Kişi yalan konuşmaktan bıkmıyor karşısındaki de benim gibi sürekli insan kaybetmemeye uğraşıp hatta topluma kazandıracak diye başına enterasan insanları musallat ediyorsa,günün sonunda en çok üzülen ve yıpranan kişi yine kendi oluyor. Yani yalan konuşan, konuştuğuyla kalıyor sen ise dürüstlüğünün kaymağını yemek yerine birde alicengiz oyunlarına kurban gidiveriyorsun. (Hile ile iş yapanların dalaverelerine ve akla gelmeyecek yalanlarına Ali Cengiz oyunu denilir) 

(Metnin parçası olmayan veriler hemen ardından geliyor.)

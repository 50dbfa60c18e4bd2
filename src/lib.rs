/// Deep Q-learning algorithm components
pub mod algo;

/// Implementations of strategies for time-decaying hyperparameters
pub mod decay;

/// Data structures
pub mod ds;

/// Environment
pub mod env;

/// Crate error type
pub mod error;

/// Exploration policies
pub mod exploration;

/// Experience replay
pub mod memory;

/// Action-value networks
pub mod model;

/// Observation preprocessing
pub mod processor;

mod util;

pub use error::{Error, Result};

En güzeli ise benim üzülmekten sıkıldığım, laf anlatmaktan bıktığım ve sorgulama gereği bile duymadığım kişiler için uyguladığım bir yöntem biçimi olan  insanları olduğu gibi kabul ederek, nerde  bulduysam aynı yere geri bırakmaktır felsemi uygulamak :) Çok ciddi söylüyorum ki, bir anda bırakıveriyorum ve en ufak bir şüphe dahi duymadan hayatıma devam ediyorum. Yormadan, sormadan ve şu 3 günlük dünyada mümkün mertebe kırmadan.. Nasıl olsa gerçeklerin birgün su yüzüne çıkmak gibi kötü bir huyu vardır diyor ve Allah'a yada kişi, her neye inanıyorsa ona havale ediyorum :)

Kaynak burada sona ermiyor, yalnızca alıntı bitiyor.